In female the transvaginal access to NOTES seems to be the most safe and feasible for clinical application. In early March 2007, the NOTES Research Group in Rio de Janeiro, Brazil, led by Dr. Ricardo Zorron, performed the first series of transvaginal NOTES cholecystectomy in four female patients, based in previous experimental studies. With fewer potential complications, the procedure has a disadvantage of being possible only in women.
As NOTES is associated with equally profound changes, specific complications are likely to occur. To detect possible problems early, outcome databases have been established by individual medical societies. This generation experienced such a paradigm shift with the introduction and development of laparoscopic surgery. It is possible that we are on the verge of another paradigm shift – Natural Orifice Translumenal Endoscopic Surgery (NOTES). A Natural Orifice Transluminal Endoscopic Surgery is an experimental surgical technique in which abdominal operations "scarless" may be performed with an endoscope passes through a natural orifice (mouth, urethra, anus, etc.), then through an internal incision in the stomach, vagina, bladder or colon, thus avoiding external incisions or scars.
This technique was used for diagnostic and therapeutic procedures in animal models, including Transgastric (through the stomach), the removal of organs. More recently, the transvesical and transcolonic approaches have been advocated by some researchers as more suitable for access to the upper abdominal structures that are often more difficult to work with using a Transgastric approach. In this sequence, a group of Portugal used Transgastric with Transvesical combined approach to increase the sustainability of relatively complex procedures such as cholecystectomy. NOTES has been described in animals by researchers from Johns Hopkins University (Dr Anthony Kalloo et al.), And has already been used for some time Transgastric appendectomy in humans in India (by Drs. Rao GV and N. Reddy). On June 25, 2007 Swanstrom and his colleagues reported the first human Transgastric cholecystectomy. Transvaginal cholecystectomy fully described in the experimental model without using laparoscopic assistance. In late 2008 surgeons at Johns Hopkins School of Medicine removed a healthy kidney from a donor woman using Notes. The surgery is called transvaginal donor kidney extraction.
Access to transvaginal NOTES seems to be the most safe and feasible for clinical application. In early March 2007 NOTES Research Group in Rio de Janeiro, Brazil, led by Dr. Ricardo Zorron, he made the first series of NOTES transvaginal cholecystectomy in four patients, on the basis of previous experimental studies. With fewer potential complications, the method has the disadvantage of being possible except in women.
Researchers in the field recognize the potential of this technology to revolutionize the field of minimally invasive surgery by eliminating abdominal incisions. NOTES could be the next great paradigm shift in surgery such as laparoscopy was the major paradigm shift in the years 1980 and 1990. The potential advantages include the lowest anesthetic requirements; faster recovery and shorter hospital stays; avoid possible complications infections transabdominal wounds (eg hernia); less immunosuppression; improved postoperative pulmonary function and diaphragmantic function; and the potential of abdominal surgery "scarless". Critics question the safety and benefits of this technique in the face of effective, such as minimally invasive laparoscopic surgical options. However, research continues to face the challenge of critical access. Proposed solutions include the use of permanent magnets.
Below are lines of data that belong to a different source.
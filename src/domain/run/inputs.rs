//! Run Context - Mode Inputs
//!
//! 根据草稿和请求的模式构造 `inputs`，并在发起远端调用前完成本地预检

use serde_json::{json, Map, Value};

use super::RunMode;
use crate::domain::draft::{DraftError, ExportFormat, LocalDraft, Outline};

/// 用户请求的工作
#[derive(Debug, Clone, PartialEq, Eq)]
pub enum ModeRequest {
    Outline,
    RefineOutline { feedback: String },
    Chapter { number: u32 },
    Export { format: ExportFormat },
}

impl ModeRequest {
    pub fn mode(&self) -> RunMode {
        match self {
            ModeRequest::Outline => RunMode::Toc,
            ModeRequest::RefineOutline { .. } => RunMode::RefineToc,
            ModeRequest::Chapter { .. } => RunMode::Chapter,
            ModeRequest::Export { .. } => RunMode::Export,
        }
    }
}

/// 构造完成的 (mode, inputs)
#[derive(Debug, Clone, PartialEq)]
pub struct ModeInputs {
    pub mode: RunMode,
    pub payload: Value,
    /// 预检产生的警告（会并入结果）
    pub warnings: Vec<String>,
}

/// 未起草章节导出时使用的占位文本
pub fn placeholder_text(number: u32) -> String {
    format!("[Chapter {} not drafted yet]", number)
}

pub fn build_inputs(draft: &LocalDraft, request: &ModeRequest) -> Result<ModeInputs, DraftError> {
    let profile = draft.profile();
    profile.validate()?;

    let mut warnings = Vec::new();
    let book_length = profile.effective_word_count(&mut warnings)?;

    let mut payload = Map::new();
    payload.insert("book_title".into(), json!(profile.title));
    payload.insert("genre".into(), json!(profile.genre));
    payload.insert("target_audience".into(), json!(profile.target_audience));
    payload.insert("language".into(), json!(profile.language));
    payload.insert("tone".into(), json!(profile.tone));
    payload.insert("book_length".into(), json!(book_length));

    let mode = request.mode();
    match request {
        ModeRequest::Outline => {}
        ModeRequest::RefineOutline { feedback } => {
            let feedback = feedback.trim();
            if feedback.is_empty() {
                return Err(DraftError::MissingFeedback);
            }
            let outline = require_outline(draft, mode)?;
            payload.insert("outline".into(), outline_value(outline));
            payload.insert("feedback".into(), json!(feedback));
        }
        ModeRequest::Chapter { number } => {
            let outline = require_outline(draft, mode)?;
            if outline.chapter(*number).is_none() {
                return Err(DraftError::ChapterOutOfRange(*number));
            }
            payload.insert("outline".into(), outline_value(outline));
            payload.insert("chapter_number".into(), json!(number));
        }
        ModeRequest::Export { format } => {
            let outline = require_outline(draft, mode)?;
            let chapters: Vec<Value> = outline
                .chapters
                .iter()
                .map(|chapter| {
                    let content = draft
                        .chapter_content(chapter.number)
                        .filter(|text| !text.trim().is_empty())
                        .map(str::to_string)
                        .unwrap_or_else(|| placeholder_text(chapter.number));
                    json!({
                        "number": chapter.number,
                        "title": chapter.title,
                        "content": content,
                    })
                })
                .collect();
            payload.insert("outline".into(), outline_value(outline));
            payload.insert("chapters".into(), Value::Array(chapters));
            payload.insert("export_format".into(), json!(format.as_str()));
        }
    }

    Ok(ModeInputs {
        mode,
        payload: Value::Object(payload),
        warnings,
    })
}

fn require_outline(draft: &LocalDraft, mode: RunMode) -> Result<&Outline, DraftError> {
    draft
        .outline()
        .filter(|outline| !outline.is_empty())
        .ok_or(DraftError::MissingOutline(mode.as_str()))
}

fn outline_value(outline: &Outline) -> Value {
    serde_json::to_value(outline).unwrap_or(Value::Null)
}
Unlike laparoscopy, which was treated with much contempt as a fad that passes through most renowned academic institutions nationwide, NOTES is adopted by several universities. The general impression is that the notes, or a derivative technology will be accepted as the new frontier in minimally invasive surgery. Today no minimum invasive bariatric surgery fellowships offer the best opportunity to train in this new approach. However, a systematic training model to translate these processes into clinical practice in a safe manner is needed.
The use of flexible endoscopes findings to partial loss of spatial orientation and depth feeling. This is a potential obstacle, especially for surgeons who are trained to rigid laparoscope. Therefore, research engineers focuses computer assisted image systems which provide additional information 3-D of the intervention area. Virtual view off-axis allows surgeons better visual depth perception during surgery. Other approaches to maintain a stable horizon to improve the spatial orientation during surgery. Video images can be corrected by the impact of gravity on an accelerometer with integrated 3-axes in the tip of the endoscope.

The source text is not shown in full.